Evan M. Levow argued the cause for appellant (Levow DWI Law, PC, attorneys; Evan M. Levow, of counsel and on the brief; Keith G. Napolitano Jr., on the brief).
Stephen A. Pogany, Special Deputy Attorney General/Acting Assistant Prosecutor, argued the cause for respondent (Theodore N. Stephens, II, Acting Essex County Prosecutor, attorney; Stephen A. Pogany, on the brief).
Before Judges Mayer and Augostini.
PER CURIAM
Defendant Kristin E. Lopez appeals from a May 11, 2023 order, after Law Division Judge Arthur J. Batista conducted a de novo review, affirming a September 30, 2022 order issued by the Cedar Grove municipal court judge, finding defendant guilty of driving while intoxicated (DWI), N.J.S.A. 39:4-50. We affirm for the reasons expressed by Judge Batista in his cogent written decision.
We briefly summarize the facts based on the Law Division hearing transcript and Judge Batista's May 11, 2023 written opinion.
Defendant appeared in Cedar Grove municipal court as a result of citations charging her with DWI and numerous other motor vehicle violations. The municipal court judge conducted a Rule 104 hearing over the course of two days to address, in part, the admissibility of the Alcotest results. New Jersey State Police Trooper Francisco Hurtado, a certified Alcotest operator, instructor and coordinator for Union, Essex and Hudson counties and Cedar Grove Police Captain Francis Pumphrey testified. Together with other exhibits, the municipal court judge admitted the Alcohol Influence Report (AIR) into evidence.
Based upon the testimony of Trooper Hurtado and Captain Pumphrey and the exhibits admitted as evidence, the municipal court judge found the Alcotest results were admissible subject to the admission of other foundational documents.
After the municipal court judge's evidentiary ruling, defendant entered a conditional guilty plea to DWI. The remaining motor vehicle violations were dismissed pursuant to the negotiated plea. Defendant was sentenced to fines and assessments, license forfeiture for four months, twelve hours at the Intoxicated Driver Resource Center (IDRC), and nine months of ignition interlock device (IID) following completion of the license forfeiture penalty.
An IID is a "blood alcohol equivalence measuring device which will prevent a motor vehicle from starting if the operator's blood alcohol concentration exceeds a predetermined level when the operator blows into the device." N.J.S.A. 39:4-50.17.

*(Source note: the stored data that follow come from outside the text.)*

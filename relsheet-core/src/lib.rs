//! relsheet library exports
//!
//! Fetches a release manifest, normalizes every artifact record, drops the
//! ones that don't belong in the download report and orders the rest
//! newest-first.

pub mod config;
pub mod error;
pub mod manifest;
pub mod pipeline;
pub mod report;

pub use config::{Config, PipelineOptions, SourceConfig};
pub use error::ReleaseError;
pub use manifest::{ArtifactRecord, RawArtifact};
pub use pipeline::{transform, Pipeline, PipelineStats, Report};
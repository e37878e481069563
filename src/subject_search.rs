//! Lexical ranking of the ready materials of one subject.

use rayon::prelude::*;
use serde::Serialize;

use crate::{
    error::Result,
    material::MaterialStatus,
    store::SectionDb,
    text_util::{
        DEFAULT_PREVIEW_LEN,
        char_len,
        content_preview,
        fold_case,
        significant_words,
    },
};

/// Upper bound of a normalized score.
pub const MAX_SCORE: f64 = 20.0;

pub const DEFAULT_LIMIT: usize = 10;

const PHRASE_IN_TITLE: f64 = 10.0;
const PHRASE_IN_CONTENT: f64 = 8.0;
const PHRASE_IN_ABSTRACT: f64 = 6.0;
const WORD_IN_TITLE: f64 = 3.0;
const WORD_IN_CONTENT: f64 = 1.0;
const WORD_IN_ABSTRACT: f64 = 2.0;

/// Content length, in chars, per unit of the length normalization.
const LENGTH_UNIT: f64 = 100.0;

/// A material as seen by subject search.
#[derive(Debug, Clone, PartialEq)]
pub struct SubjectDocument {
    pub doc_id: String,
    pub title: String,
    pub content: String,
    pub abstract_text: Option<String>,
}

#[derive(Debug, Clone, Copy)]
pub struct SubjectSearchOptions {
    pub limit: usize,
    pub preview_len: usize,
}

impl Default for SubjectSearchOptions {
    fn default() -> Self {
        Self {
            limit: DEFAULT_LIMIT,
            preview_len: DEFAULT_PREVIEW_LEN,
        }
    }
}

#[derive(Debug, Clone, PartialEq, Serialize)]
#[serde(rename_all = "camelCase")]
pub struct SubjectHit {
    pub doc_id: String,
    pub title: String,
    pub score: f64,
    pub preview: String,
}

#[derive(Debug, Clone, PartialEq, Serialize)]
#[serde(rename_all = "camelCase")]
pub struct SubjectSearchResults {
    pub query: String,
    pub results: Vec<SubjectHit>,
    /// Hints for the user when nothing was found.
    pub suggestions: Vec<String>,
}

/// Score one document against `query`, case-insensitively.
///
/// The whole query found in the title, content or abstract adds 10, 8 or
/// 6. Each distinct query word longer than two chars adds 3, 1 or 2 per
/// field it occurs in. The raw score is divided by `ln(len / 100 + 1)`
/// where `len` is the content length in chars, and capped at
/// [`MAX_SCORE`]. Empty content leaves the raw score undivided.
///
/// ```
/// use docsect::subject_search::score_document;
///
/// let score = score_document("keš", "Keš memorija", "", None);
/// assert_eq!(score, 10.0 + 3.0);
/// assert_eq!(score_document("disk", "Memorija", "RAM", None), 0.0);
/// ```
pub fn score_document(
    query: &str,
    title: &str,
    content: &str,
    abstract_text: Option<&str>,
) -> f64 {
    let title_f = fold_case(title);
    let content_f = fold_case(content);
    let abstract_f = abstract_text.map(fold_case).unwrap_or_default();
    let phrase = fold_case(query.trim());

    let mut raw = 0.0;
    if !phrase.is_empty() {
        if title_f.contains(&phrase) {
            raw += PHRASE_IN_TITLE;
        }
        if content_f.contains(&phrase) {
            raw += PHRASE_IN_CONTENT;
        }
        if abstract_f.contains(&phrase) {
            raw += PHRASE_IN_ABSTRACT;
        }
    }

    for word in significant_words(query) {
        if title_f.contains(&word) {
            raw += WORD_IN_TITLE;
        }
        if content_f.contains(&word) {
            raw += WORD_IN_CONTENT;
        }
        if abstract_f.contains(&word) {
            raw += WORD_IN_ABSTRACT;
        }
    }

    let len = char_len(content);
    let divisor = if len == 0 {
        1.0
    } else {
        (len as f64 / LENGTH_UNIT + 1.0).ln()
    };
    (raw / divisor).min(MAX_SCORE)
}

/// Rank `documents` for `query`. Documents scoring zero are dropped.
pub fn search_subject(
    query: &str,
    documents: &[SubjectDocument],
    options: &SubjectSearchOptions,
) -> SubjectSearchResults {
    if documents.is_empty() {
        return SubjectSearchResults {
            query: query.to_string(),
            results: Vec::new(),
            suggestions: vec![
                "No ready materials are available for this subject yet. \
                 Upload materials or wait for processing to finish."
                    .to_string(),
            ],
        };
    }

    let mut results: Vec<SubjectHit> = documents
        .par_iter()
        .filter_map(|doc| {
            let score = score_document(
                query,
                &doc.title,
                &doc.content,
                doc.abstract_text.as_deref(),
            );
            (score > 0.0).then(|| SubjectHit {
                doc_id: doc.doc_id.clone(),
                title: doc.title.clone(),
                score,
                preview: content_preview(
                    &doc.content,
                    query,
                    options.preview_len,
                ),
            })
        })
        .collect();

    results.sort_by(|a, b| {
        b.score.total_cmp(&a.score).then_with(|| a.doc_id.cmp(&b.doc_id))
    });
    results.truncate(options.limit);

    let suggestions = if results.is_empty() {
        suggestions_for(query)
    } else {
        Vec::new()
    };

    SubjectSearchResults {
        query: query.to_string(),
        results,
        suggestions,
    }
}

fn suggestions_for(query: &str) -> Vec<String> {
    let mut suggestions = Vec::new();
    if significant_words(query).is_empty() {
        suggestions.push("Use words longer than two characters.".to_string());
    }
    if query.split_whitespace().count() > 1 {
        suggestions.push("Try fewer or more general words.".to_string());
    }
    suggestions.push(format!(
        "No material mentions \"{}\". Check the spelling or try a synonym.",
        query.trim()
    ));
    suggestions
}

/// The ready materials of a subject, with their saved sections as content.
pub fn subject_documents(
    db: &SectionDb,
    subject_id: &str,
) -> Result<Vec<SubjectDocument>> {
    let mut documents = Vec::new();
    for material in db.list_materials()? {
        if material.subject_id != subject_id
            || material.status != MaterialStatus::Ready
        {
            continue;
        }
        let content = db
            .list_sections(&material.doc_id)?
            .into_iter()
            .map(|s| s.content)
            .collect::<Vec<_>>()
            .join("\n\n");
        documents.push(SubjectDocument {
            doc_id: material.doc_id,
            title: material.name,
            content,
            abstract_text: material.abstract_text,
        });
    }
    Ok(documents)
}

/// Format results for terminal output.
pub fn format_human(results: &SubjectSearchResults) {
    if results.results.is_empty() {
        println!("No results found.");
        for suggestion in &results.suggestions {
            println!("  - {suggestion}");
        }
        return;
    }

    for (i, hit) in results.results.iter().enumerate() {
        println!(
            "{:>3}. [{:.3}] {} ({})",
            i + 1,
            hit.score,
            hit.title,
            hit.doc_id
        );
        println!("     {}", hit.preview.replace('\n', " "));
    }
    println!("\n{} result(s)", results.results.len());
}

Defendant appealed to the Law Division, challenging in relevant part, the admissibility of the AIR. After reviewing the parties' briefs and hearing oral argument, in May 2023, Judge Batista issued a thorough written opinion finding defendant guilty of DWI and affirming the sentence imposed by the municipal court judge. This appeal followed.
On appeal, defendant raises the following issue:
SINCE THE ALCOHOL INFLUENCE REPORT IS REPORTING THE RESULTS OF THE BREATH TEST PRIOR TO THE COMPLETION OF THE TEST, THE A.I.R. SHOULD NOT HAVE BEEN ADMITTED INTO EVIDENCE.
Our "review of a municipal appeal to the Law Division is limited to 'the action of the [Law Division] and not that of the municipal court.'" State v. Palma, 219 N.J. 584, 591-92 (2014) (quoting State v. Joas, 34 N.J. 179, 184 (1961)). In reviewing a trial judge's de novo decision on a municipal appeal, our review is limited to "determin[ing] whether sufficient credible evidence in the record supports the Law Division's decision." State v. Monaco, 444 N.J.Super. 539, 549 (App. Div. 2016). "We do not weigh the evidence, assess the credibility of witnesses, or make conclusions about the evidence." State v. Barone, 147 N.J. 599, 615 (1997). "However, where issues on appeal turn on purely legal determinations, our review is plenary." Monaco, 444 N.J.Super. at 549 (citing State v. Adubato, 420 N.J.Super. 167, 176 (App. Div. 2011)).
In her appeal, defendant contests the admissibility of the AIR, alleging the "Alcotest data download" reports the breath test results prior to the completion of the test and therefore the test is incorrect. While not challenging the scientific reliability of the Alcotest machine, defendant challenges the reporting of the machine's results in the AIR. As noted by Judge Batista, defendant "relies upon the Special Master's report in State v. Chun[, 194 N.J. 54 (2008)] wherein it provides, '[i]f any of the categories of data fields in the AIR are incomplete in any respect . . . no part of the AIR can be used by the State for purposes of finding guilt. A BAC finding of .08 or above in such circumstance may not be admitted into evidence.'" (second alteration in original) (emphasis omitted). Further, defendant asserts that because the AIR does not contain the stop time for the breath samples, the AIR is incomplete and thus not admissible. However, none of the Special Master's detailed recommendations, as adopted by the New Jersey Supreme Court in Chun, 194 N.J. at 150-54, specifically required the AIR to record the start and stop times of the breath sample.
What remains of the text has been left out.